In the course of time became noticeable in Argentina a position that worked continuously towards a new interpretation of the Boundary Treaty. For example, in 1885 appeared a map of Mariano Paz Soldán that continued the perpendicular in the Tierra del Fuego Island forth to the Antarctic, "a fanciful line unrelated to the Treaty basis of division" as stated by the Court of Arbitration. In 1891, the Argentine Government created an "International Boundaries Office" at the Ministry of Foreign Affairs and in 1893 issued other decree providing that works on national geography already published should not be considered as officially approved unless accompanied by a statement from the Department of Foreign Affairs.

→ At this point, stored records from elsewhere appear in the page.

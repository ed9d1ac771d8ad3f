//! Evaluation Context

use crate::PluginRegistry;
use labkit_core::Value;
use std::sync::Arc;

/// Evaluation context passed to plugins
pub struct EvalContext {
    pub registry: Arc<PluginRegistry>,
    pub tracing: bool,
    pub trace: Vec<TraceStep>,
}

/// Single recorded function call
#[derive(Debug, Clone)]
pub struct TraceStep {
    pub function: String,
    pub args: Vec<Value>,
    pub result: Value,
}

impl EvalContext {
    pub fn new(registry: Arc<PluginRegistry>) -> Self {
        Self {
            registry,
            tracing: false,
            trace: Vec::new(),
        }
    }

    pub fn with_tracing(mut self, enabled: bool) -> Self {
        self.tracing = enabled;
        self
    }

    /// Call a registered function by name, recording the step when tracing.
    pub fn call(&mut self, name: &str, args: &[Value]) -> Value {
        let registry = Arc::clone(&self.registry);
        let result = registry.call_function(name, args, self);
        self.record_trace(name, args, &result);
        result
    }

    pub fn record_trace(&mut self, function: &str, args: &[Value], result: &Value) {
        if self.tracing {
            self.trace.push(TraceStep {
                function: function.to_string(),
                args: args.to_vec(),
                result: result.clone(),
            });
        }
    }

    /// Errors produced by traced calls, in call order.
    pub fn traced_errors(&self) -> Vec<&labkit_core::LabError> {
        self.trace.iter().filter_map(|s| s.result.as_error()).collect()
    }
}

#[cfg(test)]
mod tests {
    use super::*;
    use crate::{FunctionMeta, FunctionPlugin};

    struct Echo;

    impl FunctionPlugin for Echo {
        fn meta(&self) -> FunctionMeta {
            FunctionMeta {
                name: "echo",
                description: "Return the first argument",
                usage: "echo(x)",
                args: &[],
                returns: "Any",
                examples: &[],
                category: "test",
                related: &[],
            }
        }

        fn call(&self, args: &[Value], _ctx: &EvalContext) -> Value {
            args.first().cloned().unwrap_or_default()
        }
    }

    fn registry() -> Arc<PluginRegistry> {
        Arc::new(PluginRegistry::new().with_function(Echo))
    }

    #[test]
    fn test_trace_disabled_by_default() {
        let mut ctx = EvalContext::new(registry());
        let result = ctx.call("echo", &[Value::from(1i64)]);
        assert_eq!(result, Value::from(1i64));
        assert!(ctx.trace.is_empty());
    }

    #[test]
    fn test_trace_records_calls_and_errors() {
        let mut ctx = EvalContext::new(registry()).with_tracing(true);
        ctx.call("echo", &[Value::from("hi")]);
        ctx.call("missing", &[]);
        assert_eq!(ctx.trace.len(), 2);
        assert_eq!(ctx.trace[0].function, "echo");
        assert_eq!(ctx.trace[0].result, Value::from("hi"));
        let errors = ctx.traced_errors();
        assert_eq!(errors.len(), 1);
        assert_eq!(errors[0].code, labkit_core::codes::UNDEFINED_FUNC);
    }
}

In 1889 appeared the Carte de la République Argentine as part of L'Agriculture et l'Elevage dans la République Argentine, officially sponsored for the purposes of the Argentine participation in the Paris World Exhibition of 1889. In the work of which this map was a part, the version there given of the article III of the 1881 Treaty (Argentine attribution in the Islands clause), was seriously incorrect:

...appartiendront à la République Argentine : l'île de los Estados, les îlots qui l'entourent et les autres îles de l'Atlantique au sud de la Terre de Feu et des côtes orientales de la Patagonie...

...to the Argentine Republic shall belong Staten Island, the islets that surround it, and the other Atlantic islands to the south of Tierra del Fuego and of the eastern coasts of Patagonia... (emphasis added)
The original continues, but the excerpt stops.